TASK:
The required result is each line of the entries below containing the string "Instant".

====== SUPPLIED DATA ======

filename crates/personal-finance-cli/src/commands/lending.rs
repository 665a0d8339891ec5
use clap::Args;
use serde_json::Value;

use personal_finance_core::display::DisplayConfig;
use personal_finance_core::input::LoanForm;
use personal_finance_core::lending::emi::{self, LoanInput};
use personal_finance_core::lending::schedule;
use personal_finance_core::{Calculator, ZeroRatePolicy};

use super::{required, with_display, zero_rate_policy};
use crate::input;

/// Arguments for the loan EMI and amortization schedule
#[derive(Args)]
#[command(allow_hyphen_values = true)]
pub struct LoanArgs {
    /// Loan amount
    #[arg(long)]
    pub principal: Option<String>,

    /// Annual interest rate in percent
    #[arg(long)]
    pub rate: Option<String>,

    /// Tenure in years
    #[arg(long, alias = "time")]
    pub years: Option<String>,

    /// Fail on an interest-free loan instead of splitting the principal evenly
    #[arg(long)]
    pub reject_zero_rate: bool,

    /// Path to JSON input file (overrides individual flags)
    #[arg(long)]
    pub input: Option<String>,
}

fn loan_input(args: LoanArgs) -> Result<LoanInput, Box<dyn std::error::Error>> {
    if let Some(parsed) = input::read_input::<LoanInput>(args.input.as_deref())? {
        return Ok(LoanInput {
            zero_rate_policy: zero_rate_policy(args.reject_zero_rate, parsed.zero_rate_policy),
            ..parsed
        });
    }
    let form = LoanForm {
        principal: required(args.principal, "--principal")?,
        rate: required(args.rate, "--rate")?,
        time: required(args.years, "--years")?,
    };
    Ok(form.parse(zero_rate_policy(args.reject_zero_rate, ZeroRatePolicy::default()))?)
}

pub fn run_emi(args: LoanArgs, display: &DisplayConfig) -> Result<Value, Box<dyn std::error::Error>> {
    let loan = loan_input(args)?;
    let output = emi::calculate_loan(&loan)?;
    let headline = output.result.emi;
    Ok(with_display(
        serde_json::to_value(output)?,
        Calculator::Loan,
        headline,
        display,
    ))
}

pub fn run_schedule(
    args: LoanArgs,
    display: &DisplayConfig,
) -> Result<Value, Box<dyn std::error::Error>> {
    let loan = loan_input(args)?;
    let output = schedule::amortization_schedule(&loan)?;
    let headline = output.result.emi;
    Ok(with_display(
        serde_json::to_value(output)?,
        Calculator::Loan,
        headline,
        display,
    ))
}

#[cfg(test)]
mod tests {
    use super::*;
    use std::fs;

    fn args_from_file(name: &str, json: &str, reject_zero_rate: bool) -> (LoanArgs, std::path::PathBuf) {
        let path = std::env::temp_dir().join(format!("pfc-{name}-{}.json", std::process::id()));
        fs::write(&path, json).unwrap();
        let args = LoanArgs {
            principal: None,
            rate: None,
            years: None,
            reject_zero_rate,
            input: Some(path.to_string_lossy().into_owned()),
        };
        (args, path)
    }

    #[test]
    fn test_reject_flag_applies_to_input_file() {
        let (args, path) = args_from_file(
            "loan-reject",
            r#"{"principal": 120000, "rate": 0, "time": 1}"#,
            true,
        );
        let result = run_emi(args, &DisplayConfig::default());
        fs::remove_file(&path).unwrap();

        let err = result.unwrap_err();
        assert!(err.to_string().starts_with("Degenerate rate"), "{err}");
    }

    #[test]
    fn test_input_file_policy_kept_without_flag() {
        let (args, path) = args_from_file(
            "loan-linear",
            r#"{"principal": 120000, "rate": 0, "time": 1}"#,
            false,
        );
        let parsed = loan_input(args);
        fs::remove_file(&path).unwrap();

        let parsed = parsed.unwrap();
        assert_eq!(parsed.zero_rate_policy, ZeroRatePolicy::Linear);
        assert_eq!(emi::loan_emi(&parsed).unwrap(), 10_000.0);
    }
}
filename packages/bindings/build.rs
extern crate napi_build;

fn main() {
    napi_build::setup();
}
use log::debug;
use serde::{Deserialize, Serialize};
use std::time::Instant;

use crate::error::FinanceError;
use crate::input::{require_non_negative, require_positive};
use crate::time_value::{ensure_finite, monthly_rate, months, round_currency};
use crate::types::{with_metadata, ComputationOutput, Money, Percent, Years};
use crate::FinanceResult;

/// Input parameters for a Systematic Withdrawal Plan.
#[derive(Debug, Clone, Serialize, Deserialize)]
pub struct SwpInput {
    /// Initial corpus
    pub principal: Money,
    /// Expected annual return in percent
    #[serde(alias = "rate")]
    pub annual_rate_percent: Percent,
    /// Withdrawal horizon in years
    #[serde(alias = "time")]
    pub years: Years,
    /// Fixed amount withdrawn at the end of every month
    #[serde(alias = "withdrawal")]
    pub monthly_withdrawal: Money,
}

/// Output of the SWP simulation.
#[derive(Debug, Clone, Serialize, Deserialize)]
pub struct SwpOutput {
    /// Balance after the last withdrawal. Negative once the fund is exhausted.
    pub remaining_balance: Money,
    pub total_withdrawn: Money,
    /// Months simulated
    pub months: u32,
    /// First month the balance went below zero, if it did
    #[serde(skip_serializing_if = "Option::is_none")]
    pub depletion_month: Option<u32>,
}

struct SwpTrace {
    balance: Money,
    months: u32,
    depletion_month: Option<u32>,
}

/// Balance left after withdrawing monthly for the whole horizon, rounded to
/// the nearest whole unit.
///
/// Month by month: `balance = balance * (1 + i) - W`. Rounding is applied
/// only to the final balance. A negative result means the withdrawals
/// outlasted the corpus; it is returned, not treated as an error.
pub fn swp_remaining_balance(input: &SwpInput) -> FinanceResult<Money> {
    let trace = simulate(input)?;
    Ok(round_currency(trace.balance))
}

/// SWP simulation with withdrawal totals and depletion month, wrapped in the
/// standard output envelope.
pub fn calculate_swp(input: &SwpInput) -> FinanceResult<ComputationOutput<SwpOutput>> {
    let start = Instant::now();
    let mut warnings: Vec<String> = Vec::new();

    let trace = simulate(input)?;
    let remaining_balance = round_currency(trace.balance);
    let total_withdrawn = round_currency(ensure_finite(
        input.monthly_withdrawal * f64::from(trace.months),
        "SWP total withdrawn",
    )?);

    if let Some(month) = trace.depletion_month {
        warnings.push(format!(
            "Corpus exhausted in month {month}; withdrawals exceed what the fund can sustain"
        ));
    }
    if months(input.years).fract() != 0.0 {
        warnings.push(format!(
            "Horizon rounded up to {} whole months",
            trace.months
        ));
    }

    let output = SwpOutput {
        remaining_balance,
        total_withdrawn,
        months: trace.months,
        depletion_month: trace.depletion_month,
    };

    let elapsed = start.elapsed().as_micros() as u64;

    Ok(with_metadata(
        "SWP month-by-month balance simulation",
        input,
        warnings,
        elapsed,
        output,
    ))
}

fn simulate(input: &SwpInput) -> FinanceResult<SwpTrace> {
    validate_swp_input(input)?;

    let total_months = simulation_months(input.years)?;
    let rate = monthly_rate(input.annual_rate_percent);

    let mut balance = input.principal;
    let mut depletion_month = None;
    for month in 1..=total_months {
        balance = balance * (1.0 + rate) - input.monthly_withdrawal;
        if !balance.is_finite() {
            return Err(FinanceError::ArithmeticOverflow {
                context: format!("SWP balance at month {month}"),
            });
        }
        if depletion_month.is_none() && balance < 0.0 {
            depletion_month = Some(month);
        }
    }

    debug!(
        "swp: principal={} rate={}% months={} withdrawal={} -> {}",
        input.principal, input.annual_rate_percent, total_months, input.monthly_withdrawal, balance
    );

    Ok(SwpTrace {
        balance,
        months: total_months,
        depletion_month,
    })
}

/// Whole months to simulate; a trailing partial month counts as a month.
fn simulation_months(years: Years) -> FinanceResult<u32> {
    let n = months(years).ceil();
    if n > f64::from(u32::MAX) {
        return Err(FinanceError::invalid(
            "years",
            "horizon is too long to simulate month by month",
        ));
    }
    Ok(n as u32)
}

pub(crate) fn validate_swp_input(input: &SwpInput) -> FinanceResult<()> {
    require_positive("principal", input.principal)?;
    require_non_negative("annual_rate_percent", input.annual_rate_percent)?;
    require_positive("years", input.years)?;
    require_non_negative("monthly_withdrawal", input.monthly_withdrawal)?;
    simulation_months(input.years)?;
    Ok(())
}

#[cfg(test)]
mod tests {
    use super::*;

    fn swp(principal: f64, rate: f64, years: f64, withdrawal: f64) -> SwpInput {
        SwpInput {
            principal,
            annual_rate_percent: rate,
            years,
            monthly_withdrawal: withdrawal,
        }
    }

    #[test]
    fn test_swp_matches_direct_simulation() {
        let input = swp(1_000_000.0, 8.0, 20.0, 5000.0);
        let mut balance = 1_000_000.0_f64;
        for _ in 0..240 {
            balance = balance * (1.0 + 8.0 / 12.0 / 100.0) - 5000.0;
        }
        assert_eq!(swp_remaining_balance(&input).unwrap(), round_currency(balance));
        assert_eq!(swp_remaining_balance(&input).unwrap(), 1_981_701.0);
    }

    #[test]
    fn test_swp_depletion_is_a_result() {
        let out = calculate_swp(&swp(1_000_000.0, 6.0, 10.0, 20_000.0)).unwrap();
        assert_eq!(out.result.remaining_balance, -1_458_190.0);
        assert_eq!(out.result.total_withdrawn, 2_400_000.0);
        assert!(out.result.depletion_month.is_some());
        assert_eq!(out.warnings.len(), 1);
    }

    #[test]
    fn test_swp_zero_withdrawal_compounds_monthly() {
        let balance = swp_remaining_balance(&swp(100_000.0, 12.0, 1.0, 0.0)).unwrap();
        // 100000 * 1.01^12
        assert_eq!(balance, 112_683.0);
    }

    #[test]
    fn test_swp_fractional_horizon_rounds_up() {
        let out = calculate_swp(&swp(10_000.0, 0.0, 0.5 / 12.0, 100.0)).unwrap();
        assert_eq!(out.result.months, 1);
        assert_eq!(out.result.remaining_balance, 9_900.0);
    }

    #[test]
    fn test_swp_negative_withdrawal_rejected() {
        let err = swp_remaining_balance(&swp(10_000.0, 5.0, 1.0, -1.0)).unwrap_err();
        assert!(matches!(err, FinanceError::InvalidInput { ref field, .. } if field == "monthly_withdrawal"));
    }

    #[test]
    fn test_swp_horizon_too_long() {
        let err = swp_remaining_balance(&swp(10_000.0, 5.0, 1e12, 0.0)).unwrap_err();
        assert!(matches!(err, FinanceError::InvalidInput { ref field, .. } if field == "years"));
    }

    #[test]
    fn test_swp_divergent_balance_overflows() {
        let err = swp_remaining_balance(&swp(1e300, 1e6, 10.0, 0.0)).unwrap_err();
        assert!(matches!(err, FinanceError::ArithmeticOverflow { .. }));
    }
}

======
====== SUPPLIED DATA ======

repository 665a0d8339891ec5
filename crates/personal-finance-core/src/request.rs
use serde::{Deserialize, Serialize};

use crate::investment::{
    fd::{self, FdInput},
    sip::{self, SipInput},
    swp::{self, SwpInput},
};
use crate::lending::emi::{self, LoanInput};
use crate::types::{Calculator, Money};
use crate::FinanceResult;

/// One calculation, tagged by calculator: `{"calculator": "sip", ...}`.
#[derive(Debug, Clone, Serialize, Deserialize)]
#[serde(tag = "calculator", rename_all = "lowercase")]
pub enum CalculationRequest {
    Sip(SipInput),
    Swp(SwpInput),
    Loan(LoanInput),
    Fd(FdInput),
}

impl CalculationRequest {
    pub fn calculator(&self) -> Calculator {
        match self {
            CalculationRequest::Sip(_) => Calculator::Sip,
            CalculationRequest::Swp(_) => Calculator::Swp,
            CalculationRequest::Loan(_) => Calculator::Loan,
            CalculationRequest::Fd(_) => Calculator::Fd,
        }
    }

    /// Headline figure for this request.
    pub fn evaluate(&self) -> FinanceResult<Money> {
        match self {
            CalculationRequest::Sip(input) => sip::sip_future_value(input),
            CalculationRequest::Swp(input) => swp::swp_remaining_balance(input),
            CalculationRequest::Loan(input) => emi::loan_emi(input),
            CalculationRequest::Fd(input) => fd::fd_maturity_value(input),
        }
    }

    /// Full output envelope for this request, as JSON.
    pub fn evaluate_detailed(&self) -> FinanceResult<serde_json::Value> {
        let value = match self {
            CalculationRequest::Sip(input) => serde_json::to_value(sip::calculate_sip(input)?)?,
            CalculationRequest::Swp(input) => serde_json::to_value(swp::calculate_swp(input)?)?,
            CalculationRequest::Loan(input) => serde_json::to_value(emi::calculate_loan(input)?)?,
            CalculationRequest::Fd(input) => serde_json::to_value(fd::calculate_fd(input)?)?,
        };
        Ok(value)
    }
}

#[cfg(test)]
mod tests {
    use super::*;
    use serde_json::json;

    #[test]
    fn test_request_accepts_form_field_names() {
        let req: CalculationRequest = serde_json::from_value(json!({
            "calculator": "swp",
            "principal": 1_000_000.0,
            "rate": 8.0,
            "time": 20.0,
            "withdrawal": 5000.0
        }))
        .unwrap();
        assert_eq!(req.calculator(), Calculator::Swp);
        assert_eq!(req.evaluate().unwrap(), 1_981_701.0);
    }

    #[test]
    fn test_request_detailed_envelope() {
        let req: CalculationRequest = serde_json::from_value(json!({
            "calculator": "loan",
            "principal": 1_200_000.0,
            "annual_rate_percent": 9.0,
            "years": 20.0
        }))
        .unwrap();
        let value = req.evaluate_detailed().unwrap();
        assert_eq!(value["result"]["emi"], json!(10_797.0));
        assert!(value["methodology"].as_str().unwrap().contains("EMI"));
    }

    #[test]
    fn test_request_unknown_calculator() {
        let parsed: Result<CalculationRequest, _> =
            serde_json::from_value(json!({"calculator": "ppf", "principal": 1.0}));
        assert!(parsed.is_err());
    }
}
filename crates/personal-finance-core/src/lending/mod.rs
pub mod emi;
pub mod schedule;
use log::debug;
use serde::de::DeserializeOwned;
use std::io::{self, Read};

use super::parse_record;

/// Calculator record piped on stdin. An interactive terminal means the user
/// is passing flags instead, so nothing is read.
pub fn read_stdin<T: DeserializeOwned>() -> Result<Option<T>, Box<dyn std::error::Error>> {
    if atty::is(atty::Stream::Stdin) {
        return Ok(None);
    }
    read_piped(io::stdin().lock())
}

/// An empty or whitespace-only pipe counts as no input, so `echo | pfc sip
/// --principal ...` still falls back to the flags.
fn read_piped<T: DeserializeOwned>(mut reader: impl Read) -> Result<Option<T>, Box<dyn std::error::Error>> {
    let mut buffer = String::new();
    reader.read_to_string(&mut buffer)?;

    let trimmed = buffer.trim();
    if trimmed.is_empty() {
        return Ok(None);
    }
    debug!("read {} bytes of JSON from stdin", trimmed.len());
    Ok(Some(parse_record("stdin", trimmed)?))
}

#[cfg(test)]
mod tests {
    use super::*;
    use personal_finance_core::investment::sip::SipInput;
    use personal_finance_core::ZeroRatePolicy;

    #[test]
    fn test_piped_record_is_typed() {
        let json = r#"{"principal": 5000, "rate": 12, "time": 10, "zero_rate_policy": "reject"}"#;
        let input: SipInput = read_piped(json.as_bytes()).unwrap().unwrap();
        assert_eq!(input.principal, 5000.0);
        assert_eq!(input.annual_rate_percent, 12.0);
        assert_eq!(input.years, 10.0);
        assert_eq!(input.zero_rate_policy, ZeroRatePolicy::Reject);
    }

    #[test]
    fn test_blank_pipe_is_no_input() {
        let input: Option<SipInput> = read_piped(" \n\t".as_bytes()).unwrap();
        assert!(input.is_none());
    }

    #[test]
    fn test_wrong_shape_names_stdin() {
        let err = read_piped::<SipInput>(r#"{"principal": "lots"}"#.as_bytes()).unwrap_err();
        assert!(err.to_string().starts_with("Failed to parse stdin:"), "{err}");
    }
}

======

RESULT BELOW:
use std::time::Instant;
    let start = Instant::now();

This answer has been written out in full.